--- Exercise material Enclosed Below ---

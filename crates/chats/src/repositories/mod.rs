//! Data access layer for the conversation domain.
//!
//! [`ConversationStore`] is the port the realtime core talks to. It is plain
//! request/response CRUD; realtime delivery of the resulting row changes is
//! the job of whatever [`ChangePublisher`](crate::types::ChangePublisher) the
//! store implementation is wired to.

pub mod memory_store;

pub use memory_store::MemoryStore;

use async_trait::async_trait;

use crate::entities::{Conversation, Message, Participant};
use crate::types::{
    ChatResult, ConversationId, ConversationSummary, MessageId, MessagePage, NewConversation,
    OutgoingMessage, Pagination, UserId,
};

/// Durable conversation storage contract.
///
/// Authorization (sender-only edits, participant-only reactions, owner
/// protection) is enforced here, never by consumers of change events.
#[async_trait]
pub trait ConversationStore: Send + Sync {
    /// Fetch one page of messages, oldest first.
    async fn fetch_messages(
        &self,
        conversation_id: ConversationId,
        user_id: UserId,
        page: Pagination,
    ) -> ChatResult<MessagePage>;

    async fn create_message(
        &self,
        conversation_id: ConversationId,
        sender_id: UserId,
        message: &OutgoingMessage,
    ) -> ChatResult<Message>;

    async fn edit_message(&self, message_id: MessageId, editor_id: UserId, content: String) -> ChatResult<Message>;

    /// Soft-delete; the row keeps its slot as a tombstone.
    async fn delete_message(&self, message_id: MessageId, user_id: UserId) -> ChatResult<Message>;

    async fn toggle_reaction(&self, message_id: MessageId, user_id: UserId, emoji: &str) -> ChatResult<Message>;

    /// Conversations the user actively participates in, with participants and unread counts.
    async fn fetch_conversations(&self, user_id: UserId) -> ChatResult<Vec<ConversationSummary>>;

    /// Create a conversation; an existing direct conversation between the same
    /// two users is returned instead of creating a duplicate.
    async fn create_conversation(&self, creator: UserId, request: &NewConversation) -> ChatResult<Conversation>;

    async fn mark_read(
        &self,
        conversation_id: ConversationId,
        user_id: UserId,
        message_ids: &[MessageId],
    ) -> ChatResult<()>;

    /// Add participants and record a system message.
    async fn add_participants(
        &self,
        conversation_id: ConversationId,
        actor: UserId,
        user_ids: &[UserId],
    ) -> ChatResult<Vec<Participant>>;

    /// Remove participants (or leave, when `actor` removes themself) and record a system message.
    async fn remove_participants(
        &self,
        conversation_id: ConversationId,
        actor: UserId,
        user_ids: &[UserId],
    ) -> ChatResult<Vec<Participant>>;

    async fn start_typing(&self, conversation_id: ConversationId, user_id: UserId) -> ChatResult<()>;

    async fn stop_typing(&self, conversation_id: ConversationId, user_id: UserId) -> ChatResult<()>;
}
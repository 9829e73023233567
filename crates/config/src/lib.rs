use std::path::PathBuf;
use std::time::Duration;

use anyhow::{bail, Context};
use serde::{Deserialize, Serialize};
use tracing::debug;

const DEFAULT_CONFIG_FILES: &[&str] = &[
    "studyhall.toml",
    "config/studyhall.toml",
    "crates/config/studyhall.toml",
    "../studyhall.toml",
    "../config/studyhall.toml",
];

#[derive(Debug, Clone, Default, Serialize, Deserialize)]
pub struct AppConfig {
    #[serde(default)]
    pub realtime: RealtimeConfig,
    #[serde(default)]
    pub store: StoreConfig,
}

impl AppConfig {
    /// Reject settings the realtime core cannot run with.
    pub fn validate(&self) -> anyhow::Result<()> {
        if self.realtime.typing_idle_ms == 0 {
            bail!("realtime.typing_idle_ms must be greater than zero");
        }
        if self.realtime.message_page_size == 0 {
            bail!("realtime.message_page_size must be greater than zero");
        }
        if self.realtime.event_buffer == 0 {
            bail!("realtime.event_buffer must be greater than zero");
        }
        if self.store.max_message_length == 0 {
            bail!("store.max_message_length must be greater than zero");
        }
        Ok(())
    }
}

/// Tuning for subscriptions, typing and paging.
///
/// ```
/// use studyhall_config::RealtimeConfig;
///
/// let realtime = RealtimeConfig::default();
/// assert_eq!(realtime.typing_idle().as_secs(), 3);
/// assert_eq!(realtime.message_page_size, 50);
/// ```
#[derive(Debug, Clone, Serialize, Deserialize)]
pub struct RealtimeConfig {
    /// Idle window after the last keystroke before "stop typing" is sent;
    /// also the age after which a remote typing entry is stale
    #[serde(default = "RealtimeConfig::default_typing_idle_ms")]
    pub typing_idle_ms: u64,
    /// Recent message ids remembered per channel for insert dedupe
    #[serde(default = "RealtimeConfig::default_event_buffer")]
    pub event_buffer: usize,
    #[serde(default = "RealtimeConfig::default_message_page_size")]
    pub message_page_size: usize,
}

impl RealtimeConfig {
    const fn default_typing_idle_ms() -> u64 {
        3_000
    }

    const fn default_event_buffer() -> usize {
        256
    }

    const fn default_message_page_size() -> usize {
        50
    }

    pub fn typing_idle(&self) -> Duration {
        Duration::from_millis(self.typing_idle_ms)
    }
}

impl Default for RealtimeConfig {
    fn default() -> Self {
        Self {
            typing_idle_ms: Self::default_typing_idle_ms(),
            event_buffer: Self::default_event_buffer(),
            message_page_size: Self::default_message_page_size(),
        }
    }
}

#[derive(Debug, Clone, Serialize, Deserialize)]
pub struct StoreConfig {
    #[serde(default = "StoreConfig::default_max_message_length")]
    pub max_message_length: usize,
    #[serde(default = "StoreConfig::default_max_attachments")]
    pub max_attachments: usize,
}

impl StoreConfig {
    const fn default_max_message_length() -> usize {
        10_000
    }

    const fn default_max_attachments() -> usize {
        10
    }
}

impl Default for StoreConfig {
    fn default() -> Self {
        Self {
            max_message_length: Self::default_max_message_length(),
            max_attachments: Self::default_max_attachments(),
        }
    }
}

fn to_i64(value: impl TryInto<i64>) -> i64 {
    value.try_into().unwrap_or(i64::MAX)
}

/// Load the application configuration by combining defaults, files, and environment overrides.
///
/// ```
/// use studyhall_config::load;
///
/// std::env::remove_var("STUDYHALL_CONFIG");
///
/// let config = load().expect("configuration should load with defaults");
/// assert!(config.realtime.typing_idle_ms > 0);
/// ```
pub fn load() -> anyhow::Result<AppConfig> {
    let defaults = AppConfig::default();

    let builder = config::Config::builder()
        .set_default("realtime.typing_idle_ms", to_i64(defaults.realtime.typing_idle_ms))?
        .set_default("realtime.event_buffer", to_i64(defaults.realtime.event_buffer))?
        .set_default(
            "realtime.message_page_size",
            to_i64(defaults.realtime.message_page_size),
        )?
        .set_default("store.max_message_length", to_i64(defaults.store.max_message_length))?
        .set_default("store.max_attachments", to_i64(defaults.store.max_attachments))?;

    let environment_overrides = config::Environment::with_prefix("STUDYHALL").separator("__");

    let mut builder = builder;
    let mut config_file_attached = false;

    if let Ok(path) = std::env::var("STUDYHALL_CONFIG") {
        builder = builder.add_source(config::File::from(PathBuf::from(&path)));
        config_file_attached = true;
        debug!(path, "loading configuration via STUDYHALL_CONFIG");
    } else if let Ok(cwd) = std::env::current_dir() {
        let fallback = DEFAULT_CONFIG_FILES
            .iter()
            .map(|candidate| cwd.join(candidate))
            .find(|path| path.exists());

        if let Some(path) = fallback {
            debug!(path = %path.display(), "loading configuration file");
            builder = builder.add_source(config::File::from(path));
            config_file_attached = true;
        }
    }

    if !config_file_attached {
        debug!("no configuration file found, relying on defaults and environment overrides");
    }

    builder = builder.add_source(environment_overrides);

    let cfg = builder.build().context("unable to build configuration")?;

    let config = cfg
        .try_deserialize::<AppConfig>()
        .context("invalid configuration")?;
    config.validate().context("invalid configuration")?;

    debug!(?config, "loaded studyhall configuration");
    Ok(config)
}
//! Typing indicators.
//!
//! [`TypingCoordinator`] turns local keystrokes into at most one start and one
//! stop signal per burst. [`RemoteTypers`] tracks who else is typing, with
//! expiry computed when the set is read.

use std::collections::HashMap;
use std::sync::atomic::{AtomicU64, Ordering};
use std::sync::{Arc, Weak};
use std::time::Duration;

use async_trait::async_trait;
use tokio::sync::Mutex;
use tokio::task::JoinHandle;
use tokio::time::{sleep_until, Instant};
use tracing::{debug, warn};

use studyhall_chats::{
    ChannelName, ChatResult, ConversationId, ConversationStore, PresenceEvent, PresenceMeta, UserId,
};

use crate::transport::ChangeNotifier;

/// Default idle window before a typing burst is considered over.
pub const DEFAULT_TYPING_IDLE: Duration = Duration::from_millis(3000);

/// Outbound typing signals for the local user.
#[async_trait]
pub trait TypingSignaller: Send + Sync + 'static {
    async fn start_typing(&self, conversation_id: ConversationId) -> ChatResult<()>;

    async fn stop_typing(&self, conversation_id: ConversationId) -> ChatResult<()>;
}

/// Signals typing through presence, with the store's typing endpoints as the
/// fallback path.
pub struct StoreTypingSignaller {
    user_id: UserId,
    store: Arc<dyn ConversationStore>,
    notifier: Arc<dyn ChangeNotifier>,
}

impl StoreTypingSignaller {
    pub fn new(user_id: UserId, store: Arc<dyn ConversationStore>, notifier: Arc<dyn ChangeNotifier>) -> Self {
        Self {
            user_id,
            store,
            notifier,
        }
    }
}

#[async_trait]
impl TypingSignaller for StoreTypingSignaller {
    async fn start_typing(&self, conversation_id: ConversationId) -> ChatResult<()> {
        let presence = self
            .notifier
            .track(ChannelName::conversation(conversation_id), PresenceMeta::typing(self.user_id))
            .await;
        let fallback = self.store.start_typing(conversation_id, self.user_id).await;
        presence.and(fallback)
    }

    async fn stop_typing(&self, conversation_id: ConversationId) -> ChatResult<()> {
        let presence = self
            .notifier
            .track(ChannelName::conversation(conversation_id), PresenceMeta::idle(self.user_id))
            .await;
        let fallback = self.store.stop_typing(conversation_id, self.user_id).await;
        presence.and(fallback)
    }
}

enum TypingState {
    Idle,
    Active {
        generation: u64,
        deadline: Instant,
        timer: JoinHandle<()>,
    },
}

struct TypingInner {
    conversation_id: ConversationId,
    idle: Duration,
    signaller: Arc<dyn TypingSignaller>,
    generation: AtomicU64,
    // held across signal emission so a start and a stop never reorder
    state: Mutex<TypingState>,
}

impl Drop for TypingInner {
    fn drop(&mut self) {
        let TypingState::Active { timer, .. } = std::mem::replace(self.state.get_mut(), TypingState::Idle) else {
            return;
        };
        timer.abort();

        let Ok(runtime) = tokio::runtime::Handle::try_current() else {
            return;
        };
        let signaller = self.signaller.clone();
        let conversation_id = self.conversation_id;
        runtime.spawn(async move {
            if let Err(error) = signaller.stop_typing(conversation_id).await {
                warn!(%conversation_id, %error, "typing stop on teardown failed");
            }
        });
    }
}

/// Local typing state machine for one conversation.
///
/// `Idle --keystroke--> Active` emits start and arms the idle timer; further
/// keystrokes only push the deadline out. Timer expiry or [`stop`](Self::stop)
/// emits stop and returns to `Idle`. Each timer carries the generation it was
/// armed for, so a timer from an older burst can never stop a newer one.
#[derive(Clone)]
pub struct TypingCoordinator {
    inner: Arc<TypingInner>,
}

impl TypingCoordinator {
    pub fn new(conversation_id: ConversationId, idle: Duration, signaller: Arc<dyn TypingSignaller>) -> Self {
        Self {
            inner: Arc::new(TypingInner {
                conversation_id,
                idle,
                signaller,
                generation: AtomicU64::new(0),
                state: Mutex::new(TypingState::Idle),
            }),
        }
    }

    pub fn conversation_id(&self) -> ConversationId {
        self.inner.conversation_id
    }

    pub async fn is_active(&self) -> bool {
        matches!(*self.inner.state.lock().await, TypingState::Active { .. })
    }

    /// Register local typing activity.
    ///
    /// A failed start leaves the coordinator idle so the next keystroke retries.
    pub async fn keystroke(&self) -> ChatResult<()> {
        let mut state = self.inner.state.lock().await;
        let deadline = Instant::now() + self.inner.idle;

        if let TypingState::Active { deadline: current, .. } = &mut *state {
            *current = deadline;
            return Ok(());
        }

        self.inner.signaller.start_typing(self.inner.conversation_id).await?;
        let generation = self.inner.generation.fetch_add(1, Ordering::Relaxed) + 1;
        let timer = tokio::spawn(run_timer(Arc::downgrade(&self.inner), generation));
        *state = TypingState::Active {
            generation,
            deadline,
            timer,
        };
        debug!(conversation_id = %self.inner.conversation_id, generation, "typing started");
        Ok(())
    }

    /// Explicit stop: cancels the timer and emits stop if a burst is running.
    pub async fn stop(&self) -> ChatResult<()> {
        let mut state = self.inner.state.lock().await;
        match std::mem::replace(&mut *state, TypingState::Idle) {
            TypingState::Idle => Ok(()),
            TypingState::Active { timer, generation, .. } => {
                timer.abort();
                debug!(conversation_id = %self.inner.conversation_id, generation, "typing stopped");
                self.inner.signaller.stop_typing(self.inner.conversation_id).await
            }
        }
    }

    /// Best-effort stop when the view goes away. Failures are logged.
    pub async fn shutdown(&self) {
        if let Err(error) = self.stop().await {
            warn!(conversation_id = %self.inner.conversation_id, %error, "typing stop on teardown failed");
        }
    }
}

async fn run_timer(inner: Weak<TypingInner>, generation: u64) {
    loop {
        let deadline = {
            let Some(inner) = inner.upgrade() else {
                return;
            };
            let mut state = inner.state.lock().await;
            let deadline = match &*state {
                TypingState::Active {
                    generation: current,
                    deadline,
                    ..
                } if *current == generation => *deadline,
                _ => return,
            };
            if Instant::now() < deadline {
                deadline
            } else {
                *state = TypingState::Idle;
                debug!(conversation_id = %inner.conversation_id, generation, "typing idle timeout");
                if let Err(error) = inner.signaller.stop_typing(inner.conversation_id).await {
                    warn!(conversation_id = %inner.conversation_id, %error, "typing stop after idle failed");
                }
                return;
            }
        };
        sleep_until(deadline).await;
    }
}

/// Remote users currently typing, keyed by when we last saw them start.
#[derive(Debug, Clone)]
pub struct RemoteTypers {
    idle: Duration,
    entries: HashMap<UserId, Instant>,
}

impl RemoteTypers {
    pub fn new(idle: Duration) -> Self {
        Self {
            idle,
            entries: HashMap::new(),
        }
    }

    /// Fold a presence event in. `Sync` replaces the set wholesale; users
    /// already known keep their timestamp so a repeated sync does not keep a
    /// stale entry alive.
    pub fn apply(&mut self, event: &PresenceEvent, now: Instant) {
        match event {
            PresenceEvent::Sync { present } => {
                let previous = std::mem::take(&mut self.entries);
                self.entries = present
                    .iter()
                    .filter(|meta| meta.typing)
                    .map(|meta| (meta.user_id, previous.get(&meta.user_id).copied().unwrap_or(now)))
                    .collect();
            }
            PresenceEvent::Join { meta } if meta.typing => {
                self.entries.insert(meta.user_id, now);
            }
            PresenceEvent::Join { meta } => {
                self.entries.remove(&meta.user_id);
            }
            PresenceEvent::Leave { user_id } => {
                self.entries.remove(user_id);
            }
        }
    }

    /// Users whose typing signal is younger than the idle window, sorted.
    pub fn active(&self, now: Instant) -> Vec<UserId> {
        let mut users: Vec<UserId> = self
            .entries
            .iter()
            .filter(|(_, seen)| now.saturating_duration_since(**seen) < self.idle)
            .map(|(user_id, _)| *user_id)
            .collect();
        users.sort();
        users
    }

    pub fn clear(&mut self) {
        self.entries.clear();
    }
}

#[cfg(test)]
mod tests {
    use super::*;
    use std::sync::Mutex as StdMutex;
    use studyhall_chats::ChatError;
    use uuid::Uuid;

    #[derive(Default)]
    struct RecordingSignaller {
        calls: StdMutex<Vec<&'static str>>,
        fail_start: std::sync::atomic::AtomicBool,
    }

    impl RecordingSignaller {
        fn calls(&self) -> Vec<&'static str> {
            self.calls.lock().unwrap().clone()
        }
    }

    #[async_trait]
    impl TypingSignaller for RecordingSignaller {
        async fn start_typing(&self, _conversation_id: ConversationId) -> ChatResult<()> {
            if self.fail_start.load(Ordering::SeqCst) {
                return Err(ChatError::transport("offline"));
            }
            self.calls.lock().unwrap().push("start");
            Ok(())
        }

        async fn stop_typing(&self, _conversation_id: ConversationId) -> ChatResult<()> {
            self.calls.lock().unwrap().push("stop");
            Ok(())
        }
    }

    fn coordinator() -> (TypingCoordinator, Arc<RecordingSignaller>) {
        let signaller = Arc::new(RecordingSignaller::default());
        let coordinator = TypingCoordinator::new(Uuid::new_v4(), DEFAULT_TYPING_IDLE, signaller.clone());
        (coordinator, signaller)
    }

    #[tokio::test(start_paused = true)]
    async fn burst_emits_one_start_and_one_stop() {
        let (typing, signaller) = coordinator();

        for _ in 0..5 {
            typing.keystroke().await.unwrap();
            tokio::time::sleep(Duration::from_millis(500)).await;
        }
        assert_eq!(signaller.calls(), vec!["start"]);

        tokio::time::sleep(Duration::from_millis(3100)).await;
        assert_eq!(signaller.calls(), vec!["start", "stop"]);
        assert!(!typing.is_active().await);
    }

    #[tokio::test(start_paused = true)]
    async fn keystrokes_push_the_deadline_out() {
        let (typing, signaller) = coordinator();

        typing.keystroke().await.unwrap();
        tokio::time::sleep(Duration::from_millis(2500)).await;
        typing.keystroke().await.unwrap();
        tokio::time::sleep(Duration::from_millis(2500)).await;
        assert_eq!(signaller.calls(), vec!["start"]);

        tokio::time::sleep(Duration::from_millis(600)).await;
        assert_eq!(signaller.calls(), vec!["start", "stop"]);
    }

    #[tokio::test(start_paused = true)]
    async fn explicit_stop_cancels_timer() {
        let (typing, signaller) = coordinator();

        typing.keystroke().await.unwrap();
        typing.stop().await.unwrap();
        assert_eq!(signaller.calls(), vec!["start", "stop"]);

        tokio::time::sleep(Duration::from_secs(10)).await;
        assert_eq!(signaller.calls(), vec!["start", "stop"]);
    }

    #[tokio::test(start_paused = true)]
    async fn stale_timer_does_not_stop_new_burst() {
        let (typing, signaller) = coordinator();

        typing.keystroke().await.unwrap();
        tokio::time::sleep(Duration::from_millis(2900)).await;
        typing.stop().await.unwrap();
        typing.keystroke().await.unwrap();

        // the first burst's deadline passes while the second is running
        tokio::time::sleep(Duration::from_millis(500)).await;
        assert_eq!(signaller.calls(), vec!["start", "stop", "start"]);
        assert!(typing.is_active().await);
    }

    #[tokio::test(start_paused = true)]
    async fn stop_while_idle_is_silent() {
        let (typing, signaller) = coordinator();
        typing.stop().await.unwrap();
        typing.shutdown().await;
        assert!(signaller.calls().is_empty());
    }

    #[tokio::test(start_paused = true)]
    async fn failed_start_stays_idle() {
        let (typing, signaller) = coordinator();
        signaller.fail_start.store(true, Ordering::SeqCst);

        assert!(typing.keystroke().await.is_err());
        assert!(!typing.is_active().await);

        signaller.fail_start.store(false, Ordering::SeqCst);
        typing.keystroke().await.unwrap();
        assert_eq!(signaller.calls(), vec!["start"]);
    }

    #[tokio::test(start_paused = true)]
    async fn dropping_active_coordinator_stops() {
        let (typing, signaller) = coordinator();
        typing.keystroke().await.unwrap();

        drop(typing);
        tokio::time::sleep(Duration::from_millis(10)).await;
        assert_eq!(signaller.calls(), vec!["start", "stop"]);
    }

    #[tokio::test(start_paused = true)]
    async fn remote_sync_then_leave() {
        let (a, b) = (Uuid::new_v4(), Uuid::new_v4());
        let mut remote = RemoteTypers::new(DEFAULT_TYPING_IDLE);
        let now = Instant::now();

        remote.apply(
            &PresenceEvent::Sync {
                present: vec![PresenceMeta::typing(a), PresenceMeta::typing(b)],
            },
            now,
        );
        remote.apply(&PresenceEvent::Leave { user_id: a }, now);
        assert_eq!(remote.active(now), vec![b]);

        remote.apply(&PresenceEvent::Join { meta: PresenceMeta::typing(a) }, now);
        remote.apply(&PresenceEvent::Sync { present: vec![] }, now);
        assert!(remote.active(now).is_empty());
    }

    #[tokio::test(start_paused = true)]
    async fn remote_entries_expire_on_read() {
        let (a, b) = (Uuid::new_v4(), Uuid::new_v4());
        let mut remote = RemoteTypers::new(DEFAULT_TYPING_IDLE);
        let start = Instant::now();

        remote.apply(&PresenceEvent::Join { meta: PresenceMeta::typing(a) }, start);
        remote.apply(&PresenceEvent::Join { meta: PresenceMeta::typing(b) }, start + Duration::from_secs(2));
        remote.apply(&PresenceEvent::Join { meta: PresenceMeta::idle(b) }, start + Duration::from_secs(2));

        assert_eq!(remote.active(start + Duration::from_secs(1)), vec![a]);
        assert!(remote.active(start + Duration::from_secs(3)).is_empty());
    }
}
//! Request shapes accepted by the conversation store.

use chrono::{DateTime, Utc};
use serde::{Deserialize, Serialize};
use uuid::Uuid;

use super::{MessageId, UserId};
use crate::entities::{Attachment, ConversationKind, MessageKind};

/// Default number of messages per page
pub const DEFAULT_PAGE_SIZE: usize = 50;

/// A message the local user wants to send
#[derive(Debug, Clone, PartialEq, Serialize, Deserialize)]
pub struct OutgoingMessage {
    /// Draft text; may be empty for attachment-only messages
    pub content: String,
    pub kind: MessageKind,
    #[serde(default)]
    pub attachments: Vec<Attachment>,
    #[serde(default)]
    pub reply_to: Option<MessageId>,
}

impl OutgoingMessage {
    pub fn new(content: impl Into<String>, kind: MessageKind) -> Self {
        Self {
            content: content.into(),
            kind,
            attachments: Vec::new(),
            reply_to: None,
        }
    }

    pub fn text(content: impl Into<String>) -> Self {
        Self::new(content, MessageKind::Text)
    }

    pub fn with_attachment(mut self, attachment: Attachment) -> Self {
        self.attachments.push(attachment);
        self
    }

    pub fn replying_to(mut self, message_id: MessageId) -> Self {
        self.reply_to = Some(message_id);
        self
    }

    /// True when there is neither text nor an attachment to send.
    pub fn is_blank(&self) -> bool {
        self.content.trim().is_empty() && self.attachments.is_empty()
    }
}

/// Request to create a conversation
#[derive(Debug, Clone, PartialEq, Serialize, Deserialize)]
pub struct NewConversation {
    pub kind: ConversationKind,
    /// Participants other than the creator
    pub participant_ids: Vec<UserId>,
    #[serde(default)]
    pub name: Option<String>,
}

impl NewConversation {
    pub fn direct(with: UserId) -> Self {
        Self {
            kind: ConversationKind::Direct,
            participant_ids: vec![with],
            name: None,
        }
    }

    pub fn group(name: impl Into<String>, participant_ids: Vec<UserId>) -> Self {
        Self {
            kind: ConversationKind::Group,
            participant_ids,
            name: Some(name.into()),
        }
    }

    pub fn pod(pod_id: Uuid, name: impl Into<String>, participant_ids: Vec<UserId>) -> Self {
        Self {
            kind: ConversationKind::Pod { pod_id },
            participant_ids,
            name: Some(name.into()),
        }
    }
}

/// Cursor pagination over `created_at`
#[derive(Debug, Clone, Copy, PartialEq, Eq, Serialize, Deserialize)]
pub struct Pagination {
    pub limit: usize,
    /// Only messages created strictly before this instant
    #[serde(default)]
    pub before: Option<DateTime<Utc>>,
}

impl Pagination {
    pub fn latest(limit: usize) -> Self {
        Self { limit, before: None }
    }

    pub fn before(limit: usize, before: DateTime<Utc>) -> Self {
        Self {
            limit,
            before: Some(before),
        }
    }
}

impl Default for Pagination {
    fn default() -> Self {
        Self::latest(DEFAULT_PAGE_SIZE)
    }
}
//! Response shapes returned by the conversation store.

use serde::{Deserialize, Serialize};

use super::UserId;
use crate::entities::{Conversation, Message, Participant, ReadReceipt};

/// A conversation as listed for one user
#[derive(Debug, Clone, PartialEq, Serialize, Deserialize)]
pub struct ConversationSummary {
    pub conversation: Conversation,
    pub participants: Vec<Participant>,
    /// Messages from others without a receipt for the listing user
    pub unread_count: usize,
}

impl ConversationSummary {
    /// Active participants other than `user_id`
    pub fn others(&self, user_id: UserId) -> impl Iterator<Item = &Participant> {
        self.participants
            .iter()
            .filter(move |p| p.is_active() && p.user_id != user_id)
    }
}

/// One page of a conversation's messages, oldest first
#[derive(Debug, Clone, Default, PartialEq, Serialize, Deserialize)]
pub struct MessagePage {
    pub messages: Vec<Message>,
    /// Receipts for the messages on this page
    pub receipts: Vec<ReadReceipt>,
    /// Whether older messages exist before this page
    pub has_more: bool,
}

--- End of Enclosed Exercise material ---

Problem description: Out of the records, collect only those lines that contain the string "builder".

Response area:
    let builder = config::Config::builder()
    let mut builder = builder;
        builder = builder.add_source(config::File::from(PathBuf::from(&path)));
            builder = builder.add_source(config::File::from(path));
    builder = builder.add_source(environment_overrides);
    let cfg = builder.build().context("unable to build configuration")?;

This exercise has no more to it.